(TASK STATEMENT) Every line below that carries the word "push" needs to be copied.

(ENTRIES SUPPLIED)
+++

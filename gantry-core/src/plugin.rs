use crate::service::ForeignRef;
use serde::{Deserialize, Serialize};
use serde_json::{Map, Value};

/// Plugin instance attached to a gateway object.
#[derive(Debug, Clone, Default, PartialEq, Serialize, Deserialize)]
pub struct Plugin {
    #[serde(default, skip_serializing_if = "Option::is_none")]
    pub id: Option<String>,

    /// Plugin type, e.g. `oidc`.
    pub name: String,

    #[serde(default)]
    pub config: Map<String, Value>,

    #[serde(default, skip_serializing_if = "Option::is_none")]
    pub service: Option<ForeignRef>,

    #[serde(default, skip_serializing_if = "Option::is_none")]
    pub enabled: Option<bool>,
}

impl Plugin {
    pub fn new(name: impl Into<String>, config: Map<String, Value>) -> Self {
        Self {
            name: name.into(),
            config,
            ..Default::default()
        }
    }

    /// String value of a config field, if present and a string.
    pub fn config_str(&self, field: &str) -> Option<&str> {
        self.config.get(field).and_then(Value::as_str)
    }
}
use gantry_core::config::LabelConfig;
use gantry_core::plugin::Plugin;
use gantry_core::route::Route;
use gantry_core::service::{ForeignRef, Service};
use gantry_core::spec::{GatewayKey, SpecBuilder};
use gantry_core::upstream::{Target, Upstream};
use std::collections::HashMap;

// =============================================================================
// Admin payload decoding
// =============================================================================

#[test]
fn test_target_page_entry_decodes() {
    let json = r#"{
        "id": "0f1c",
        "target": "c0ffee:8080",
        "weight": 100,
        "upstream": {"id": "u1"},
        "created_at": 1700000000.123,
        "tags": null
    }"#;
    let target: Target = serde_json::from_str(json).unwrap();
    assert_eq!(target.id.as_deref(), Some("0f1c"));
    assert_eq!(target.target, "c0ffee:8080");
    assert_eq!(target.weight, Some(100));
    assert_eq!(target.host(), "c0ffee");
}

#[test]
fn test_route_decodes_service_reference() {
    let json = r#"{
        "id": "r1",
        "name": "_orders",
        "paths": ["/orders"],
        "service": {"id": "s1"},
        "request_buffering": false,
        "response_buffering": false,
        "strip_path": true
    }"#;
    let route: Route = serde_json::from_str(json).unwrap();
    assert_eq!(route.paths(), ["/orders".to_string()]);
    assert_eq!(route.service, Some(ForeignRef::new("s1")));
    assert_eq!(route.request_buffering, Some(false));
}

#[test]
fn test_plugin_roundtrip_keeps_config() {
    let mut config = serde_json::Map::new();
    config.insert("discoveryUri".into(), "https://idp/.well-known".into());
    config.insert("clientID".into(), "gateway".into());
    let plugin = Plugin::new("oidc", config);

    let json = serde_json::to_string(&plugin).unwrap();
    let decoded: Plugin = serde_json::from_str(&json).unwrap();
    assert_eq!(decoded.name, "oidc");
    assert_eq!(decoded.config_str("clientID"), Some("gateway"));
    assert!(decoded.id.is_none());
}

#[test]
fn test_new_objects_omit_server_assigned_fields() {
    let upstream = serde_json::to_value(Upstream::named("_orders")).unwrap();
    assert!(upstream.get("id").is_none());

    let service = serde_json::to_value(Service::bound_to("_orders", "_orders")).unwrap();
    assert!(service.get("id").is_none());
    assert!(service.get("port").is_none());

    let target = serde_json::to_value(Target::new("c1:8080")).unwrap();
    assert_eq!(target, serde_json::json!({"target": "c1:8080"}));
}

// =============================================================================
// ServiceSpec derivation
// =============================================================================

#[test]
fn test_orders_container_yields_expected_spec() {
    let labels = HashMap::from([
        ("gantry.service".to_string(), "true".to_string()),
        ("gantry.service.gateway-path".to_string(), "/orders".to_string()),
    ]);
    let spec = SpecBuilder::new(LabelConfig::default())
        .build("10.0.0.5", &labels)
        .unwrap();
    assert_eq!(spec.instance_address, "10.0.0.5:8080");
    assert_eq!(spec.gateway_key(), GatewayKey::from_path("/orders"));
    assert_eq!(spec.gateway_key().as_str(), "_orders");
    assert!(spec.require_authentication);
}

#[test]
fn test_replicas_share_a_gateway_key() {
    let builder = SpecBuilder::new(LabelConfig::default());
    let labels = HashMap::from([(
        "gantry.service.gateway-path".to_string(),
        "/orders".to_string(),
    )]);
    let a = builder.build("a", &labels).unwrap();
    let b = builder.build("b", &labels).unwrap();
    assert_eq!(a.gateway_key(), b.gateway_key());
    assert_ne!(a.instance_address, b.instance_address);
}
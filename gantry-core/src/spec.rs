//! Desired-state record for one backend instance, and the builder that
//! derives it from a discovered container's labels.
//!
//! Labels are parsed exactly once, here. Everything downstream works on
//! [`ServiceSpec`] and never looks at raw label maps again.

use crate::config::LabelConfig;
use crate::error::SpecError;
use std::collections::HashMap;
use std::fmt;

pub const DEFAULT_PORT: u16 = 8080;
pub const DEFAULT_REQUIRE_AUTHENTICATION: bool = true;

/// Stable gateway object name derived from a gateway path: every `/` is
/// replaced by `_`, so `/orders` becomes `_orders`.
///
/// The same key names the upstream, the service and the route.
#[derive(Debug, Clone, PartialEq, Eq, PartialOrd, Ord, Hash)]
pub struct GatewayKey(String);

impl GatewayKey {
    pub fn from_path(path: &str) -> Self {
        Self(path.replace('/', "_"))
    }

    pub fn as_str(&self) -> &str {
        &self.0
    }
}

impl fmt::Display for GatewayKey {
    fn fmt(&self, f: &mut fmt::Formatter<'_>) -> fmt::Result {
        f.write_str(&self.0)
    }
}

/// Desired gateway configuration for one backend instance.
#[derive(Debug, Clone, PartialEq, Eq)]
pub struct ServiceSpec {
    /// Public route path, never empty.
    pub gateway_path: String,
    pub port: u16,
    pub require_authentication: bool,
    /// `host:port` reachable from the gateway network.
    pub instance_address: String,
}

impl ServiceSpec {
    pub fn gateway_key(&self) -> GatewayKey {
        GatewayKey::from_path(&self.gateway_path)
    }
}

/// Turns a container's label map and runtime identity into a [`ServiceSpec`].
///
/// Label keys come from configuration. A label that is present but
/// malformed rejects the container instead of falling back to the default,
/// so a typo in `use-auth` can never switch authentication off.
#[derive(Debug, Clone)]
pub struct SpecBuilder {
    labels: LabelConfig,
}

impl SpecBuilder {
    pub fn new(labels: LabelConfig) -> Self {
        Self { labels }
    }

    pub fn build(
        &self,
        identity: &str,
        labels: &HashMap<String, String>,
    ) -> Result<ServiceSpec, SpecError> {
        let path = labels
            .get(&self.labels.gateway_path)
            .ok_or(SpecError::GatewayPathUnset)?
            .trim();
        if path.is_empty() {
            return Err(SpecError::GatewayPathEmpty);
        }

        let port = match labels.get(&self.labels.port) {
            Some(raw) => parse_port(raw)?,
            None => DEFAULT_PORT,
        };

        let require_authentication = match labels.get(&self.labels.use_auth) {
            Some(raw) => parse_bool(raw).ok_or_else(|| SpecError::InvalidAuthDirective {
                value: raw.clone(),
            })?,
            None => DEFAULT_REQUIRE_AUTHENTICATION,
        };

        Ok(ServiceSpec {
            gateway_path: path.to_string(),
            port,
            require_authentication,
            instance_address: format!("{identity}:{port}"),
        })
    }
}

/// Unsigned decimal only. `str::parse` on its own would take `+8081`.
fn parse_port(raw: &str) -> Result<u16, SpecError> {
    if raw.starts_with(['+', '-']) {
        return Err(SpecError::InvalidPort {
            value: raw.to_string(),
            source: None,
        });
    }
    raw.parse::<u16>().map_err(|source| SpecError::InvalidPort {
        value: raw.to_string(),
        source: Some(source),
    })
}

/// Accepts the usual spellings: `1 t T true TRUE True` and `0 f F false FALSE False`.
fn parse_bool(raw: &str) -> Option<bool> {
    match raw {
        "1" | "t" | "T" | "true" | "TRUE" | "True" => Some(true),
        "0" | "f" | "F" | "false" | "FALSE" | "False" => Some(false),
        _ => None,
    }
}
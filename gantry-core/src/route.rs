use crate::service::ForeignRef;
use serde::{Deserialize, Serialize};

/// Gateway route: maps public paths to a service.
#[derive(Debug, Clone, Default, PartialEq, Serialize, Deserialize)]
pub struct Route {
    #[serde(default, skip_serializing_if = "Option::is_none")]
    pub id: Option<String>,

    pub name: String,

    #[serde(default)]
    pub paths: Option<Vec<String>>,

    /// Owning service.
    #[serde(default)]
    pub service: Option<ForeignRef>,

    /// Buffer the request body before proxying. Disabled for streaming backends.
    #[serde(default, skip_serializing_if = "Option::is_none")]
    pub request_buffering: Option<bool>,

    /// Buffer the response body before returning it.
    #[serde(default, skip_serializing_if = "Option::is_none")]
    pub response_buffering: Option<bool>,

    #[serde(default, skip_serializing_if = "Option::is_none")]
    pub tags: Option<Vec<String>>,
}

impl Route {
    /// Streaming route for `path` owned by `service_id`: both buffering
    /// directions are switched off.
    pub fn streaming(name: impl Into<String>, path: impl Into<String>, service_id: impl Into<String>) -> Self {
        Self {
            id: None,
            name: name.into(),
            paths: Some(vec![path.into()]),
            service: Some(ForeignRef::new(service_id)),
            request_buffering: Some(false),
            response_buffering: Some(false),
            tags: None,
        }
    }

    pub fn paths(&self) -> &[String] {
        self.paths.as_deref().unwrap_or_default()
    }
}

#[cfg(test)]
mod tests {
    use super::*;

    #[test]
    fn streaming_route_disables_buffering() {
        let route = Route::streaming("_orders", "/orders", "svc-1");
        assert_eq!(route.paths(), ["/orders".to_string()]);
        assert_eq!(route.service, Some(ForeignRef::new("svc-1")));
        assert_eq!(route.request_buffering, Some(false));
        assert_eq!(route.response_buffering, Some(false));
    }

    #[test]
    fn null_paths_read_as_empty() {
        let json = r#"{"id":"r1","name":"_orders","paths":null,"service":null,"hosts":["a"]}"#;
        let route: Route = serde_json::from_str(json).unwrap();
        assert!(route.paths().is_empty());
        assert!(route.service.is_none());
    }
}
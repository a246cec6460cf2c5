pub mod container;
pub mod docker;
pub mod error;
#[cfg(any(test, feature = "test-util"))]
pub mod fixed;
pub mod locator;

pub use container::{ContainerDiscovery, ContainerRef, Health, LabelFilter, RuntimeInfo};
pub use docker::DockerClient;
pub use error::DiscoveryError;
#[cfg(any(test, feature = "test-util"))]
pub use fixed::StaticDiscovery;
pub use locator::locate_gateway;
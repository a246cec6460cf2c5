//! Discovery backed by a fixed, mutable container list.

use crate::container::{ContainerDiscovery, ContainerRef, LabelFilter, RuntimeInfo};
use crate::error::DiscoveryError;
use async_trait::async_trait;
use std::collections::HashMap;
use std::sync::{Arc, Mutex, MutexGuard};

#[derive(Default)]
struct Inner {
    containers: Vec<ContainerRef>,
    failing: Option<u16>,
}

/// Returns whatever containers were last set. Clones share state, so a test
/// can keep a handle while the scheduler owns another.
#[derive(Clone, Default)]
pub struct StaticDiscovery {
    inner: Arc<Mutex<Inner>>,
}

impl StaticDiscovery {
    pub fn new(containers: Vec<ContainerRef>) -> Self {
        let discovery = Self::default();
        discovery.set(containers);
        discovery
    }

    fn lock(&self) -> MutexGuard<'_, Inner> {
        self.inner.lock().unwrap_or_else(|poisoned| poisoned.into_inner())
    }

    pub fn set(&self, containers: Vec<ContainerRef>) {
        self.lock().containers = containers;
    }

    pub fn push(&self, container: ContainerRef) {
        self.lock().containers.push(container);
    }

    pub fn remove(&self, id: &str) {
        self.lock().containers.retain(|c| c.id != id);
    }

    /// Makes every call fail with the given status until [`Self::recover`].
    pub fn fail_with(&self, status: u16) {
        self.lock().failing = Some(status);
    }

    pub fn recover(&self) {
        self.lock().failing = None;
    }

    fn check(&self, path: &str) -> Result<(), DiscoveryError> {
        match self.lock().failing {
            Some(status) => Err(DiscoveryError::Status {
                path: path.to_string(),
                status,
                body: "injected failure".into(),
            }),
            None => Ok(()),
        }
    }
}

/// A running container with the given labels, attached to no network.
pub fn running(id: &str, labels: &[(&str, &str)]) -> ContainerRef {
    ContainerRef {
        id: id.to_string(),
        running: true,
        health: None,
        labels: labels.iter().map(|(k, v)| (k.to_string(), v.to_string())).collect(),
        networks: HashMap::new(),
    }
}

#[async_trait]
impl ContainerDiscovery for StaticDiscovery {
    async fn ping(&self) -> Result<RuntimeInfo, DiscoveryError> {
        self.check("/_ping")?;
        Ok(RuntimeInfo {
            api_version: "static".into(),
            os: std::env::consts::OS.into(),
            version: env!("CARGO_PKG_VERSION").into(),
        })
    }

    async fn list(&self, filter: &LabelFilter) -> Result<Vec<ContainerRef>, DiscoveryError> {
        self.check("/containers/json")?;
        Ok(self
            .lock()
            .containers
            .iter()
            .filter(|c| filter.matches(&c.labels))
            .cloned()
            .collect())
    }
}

+++

(RESULT OF THE EXERCISE)
    pub fn push(&self, container: ContainerRef) {
        self.lock().containers.push(container);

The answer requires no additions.